Although the timing is perhaps a bit unfortunate, given the overnight onslaught of comment spam that hit many blogs, Duncan “Atrios” Black and Kevin Drum make a very interesting observation: Many bloggers who laud the “self-corrective” nature of the blogosphere lack comments sections.
Kevin goes further, though, and spots an ideological correlation: “the longtime aversion of conservative bloggers to comment hosting, which is the only genuine self-correction mechanism in the blogosphere.” Amusingly, I recall a discussion around the right blogosphere some time back making the opposite charge–that most of the popular liberal sites were comment free. But Kevin points out that,
But take a look at the Ecosystem. As I write this, the top ten conservative blogs are Instapundit, Powerline, LGF, Malkin, Captain’s Quarters, Sullivan, Hewitt, Volokh, Wizbang, and The Corner. Of those, only three have comments, and the LGF folks do everything in their power to keep anyone outside their own sycophantic fan base from contributing. There aren’t enough liberals in the top 30 to even make a top ten , but the top six are Kos, Marshall, Atrios, Washington Monthly, Crooked Timber, and Yglesias. All but one host comments — and if we could just get Josh off his butt we could make it a clean sweep.
After noting that Hugh Hewitt, who has published books on the power of blogs, also doesn’t allow comments, Kevin concludes,
Tight message control has always been a key characteristic of conservative politics.
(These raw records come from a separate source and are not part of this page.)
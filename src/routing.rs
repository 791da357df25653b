//! Severity based routing of records to sinks.
//!
//! `tracing` orders levels by verbosity (`ERROR` is the smallest), so "at
//! least as severe as" reads as `<=`. The helpers here keep that inversion in
//! one place.

use serde::{Deserialize, Serialize};
use tracing::{Level, Metadata};
use tracing_subscriber::filter::{FilterFn, filter_fn};

/// True when `level` is as severe as `threshold` or more.
pub fn is_at_least(level: &Level, threshold: &Level) -> bool {
    level <= threshold
}

/// Which records a sink accepts. Sinks are independent: one record can match
/// several routes.
#[derive(Debug, Clone, Copy, PartialEq, Eq, Serialize, Deserialize)]
#[serde(rename_all = "snake_case")]
pub enum Priority {
    /// `ERROR` and above.
    High,
    /// Everything below `ERROR`.
    Low,
    /// `INFO` and above.
    InfoAndAbove,
}

impl Priority {
    pub fn enabled(self, level: &Level) -> bool {
        match self {
            Self::High => is_at_least(level, &Level::ERROR),
            Self::Low => !is_at_least(level, &Level::ERROR),
            Self::InfoAndAbove => is_at_least(level, &Level::INFO),
        }
    }

    /// Per-layer filter accepting this route's records.
    pub fn filter(self) -> FilterFn<impl Fn(&Metadata<'_>) -> bool + Clone> {
        filter_fn(move |meta: &Metadata<'_>| self.enabled(meta.level()))
    }
}
#![allow(dead_code)]

use std::io::{self, Write};
use std::path::Path;
use std::sync::{Arc, Mutex};

use serde_json::Value;
use tracing_subscriber::fmt::MakeWriter;

/// In-memory writer standing in for stdout or stderr.
#[derive(Clone, Debug, Default)]
pub struct Capture {
    buffer: Arc<Mutex<Vec<u8>>>,
}

impl Capture {
    pub fn new() -> Self {
        Self::default()
    }

    pub fn records(&self) -> Vec<Value> {
        let buffer = self.buffer.lock().unwrap();
        parse_lines(&String::from_utf8_lossy(&buffer))
    }
}

impl Write for Capture {
    fn write(&mut self, buf: &[u8]) -> io::Result<usize> {
        self.buffer.lock().unwrap().extend_from_slice(buf);
        Ok(buf.len())
    }

    fn flush(&mut self) -> io::Result<()> {
        Ok(())
    }
}

impl<'a> MakeWriter<'a> for Capture {
    type Writer = Self;

    fn make_writer(&'a self) -> Self::Writer {
        self.clone()
    }
}

pub fn parse_lines(text: &str) -> Vec<Value> {
    text.lines()
        .filter(|line| !line.trim().is_empty())
        .map(|line| serde_json::from_str(line).expect("record is JSON"))
        .collect()
}

pub fn read_records(path: &Path) -> Vec<Value> {
    parse_lines(&std::fs::read_to_string(path).expect("read log file"))
}

pub fn messages(records: &[Value]) -> Vec<&str> {
    records.iter().map(|r| r["msg"].as_str().unwrap()).collect()
}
It’s emerged as a key characteristic of the conservative blogosphere too.
I think a simpler answer, though, is that we’re comparing apples and oranges. Most of the blogs at the top of the Ecosystem, including Kevin’s, have radically more traffic than those just a few rungs down. The difference between an InstaPundit or DailyKos (#1 and 2) and A Small Victory or OTB (#29 and 30) is tremendous:
| Site | Rank | Inbound Links | Daily Visits |
|---|---|---|---|
| InstaPundit | 1 | 5189 | 185,757 |
| DailyKos | 2 | 3201 | 311,232 |
| ASV | 29 | 1232 | 11,108 |
| OTB | 30 | 1220 | 26,091 |
As sites get more popular, comments sections get harder to maintain. Not only do they almost invariably devolve, as Kevin concedes his own has, into screamfests “full of trolls and their vitriol,” but they suck up enough bandwidth to actually make maintaining them ridiculously expensive. For example, until he got started getting serious outside money, Kos was really struggling to maintain his site because of these charges, paying well over $1000 a month. Atrios is on blogspot and not paying for his bandwidth. Kevin is hosted by a magazine, although he had comments when he was paying out of pocket. CT and Yglesias are both excellent sites that I read often, but their linkage far exceeds their relative traffic; they’re running in OTB circles, not with InstaPundit or DailyKos.
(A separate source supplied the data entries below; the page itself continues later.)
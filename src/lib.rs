//! # ntnulog
//!
//! Preconfigured structured loggers built on `tracing`.
//!
//! ## Features
//!
//! - JSON records with a fixed, configurable key mapping
//! - Loggers over stderr, stdout and plain files
//! - A rotating file logger that splits records between stdout and stderr
//!   by priority
//! - Runtime level changes
//!
//! ## Example
//!
//! ```rust
//! use ntnulog::{Level, build_logger};
//!
//! let logger = build_logger(["stderr"], Level::INFO, false, true)?;
//! logger.in_scope(|| tracing::info!(user = "alice", "logged in"));
//! # Ok::<(), ntnulog::Error>(())
//! ```

pub mod builder;
pub mod config;
pub mod encoder;
pub mod error;
pub mod factory;
pub mod format;
pub mod logger;
pub mod output;
pub mod rotation;
pub mod routing;
pub mod writer;

#[cfg(test)]
mod test_support;

pub use builder::RotatingLoggerBuilder;
pub use config::{Encoding, LoggerConfig, parse_level};
pub use encoder::{CallerEncoding, EncoderConfig, KeyScheme, LevelEncoding, TimeEncoding};
pub use error::{Error, Result};
pub use factory::{build_logger, build_rotating_logger, encoder_config, logger_config};
pub use format::JsonEncoder;
pub use logger::{LevelHandle, Logger, LoggerGuard};
pub use output::{OutputPath, Outputs};
pub use rotation::RotationPolicy;
pub use routing::Priority;
pub use tracing::Level;
pub use writer::RotatingWriter;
A much larger sample is needed to make the comparison and it’s more work than it’s worth right now for me to do it. (Not to mention that I’m not familiar enough with all the sites to make a reasonable left-right coding decision.) Anecdotally, though, I’ve not noticed any grand trends in blog comments among the dozens of sites that I frequent. And, as Ogged notes, there are reasons other than bandwidth costs for sites to eschew unmoderated comments sections.
On a related matter, I disagree that comments sections on-site are the only feedback mechanism in the blogosphere. Most of the substantive discussion of blog posts I’ve seen comes from cross-discussion on other sites. Indeed–again, ironic given this morning’s episode–I’m more annoyed with sites that lack TrackBack than with those without comments sections.
Update: Ann Althouse and Steven Taylor engage in a related discussion about the poor quality of discourse in the blogosphere.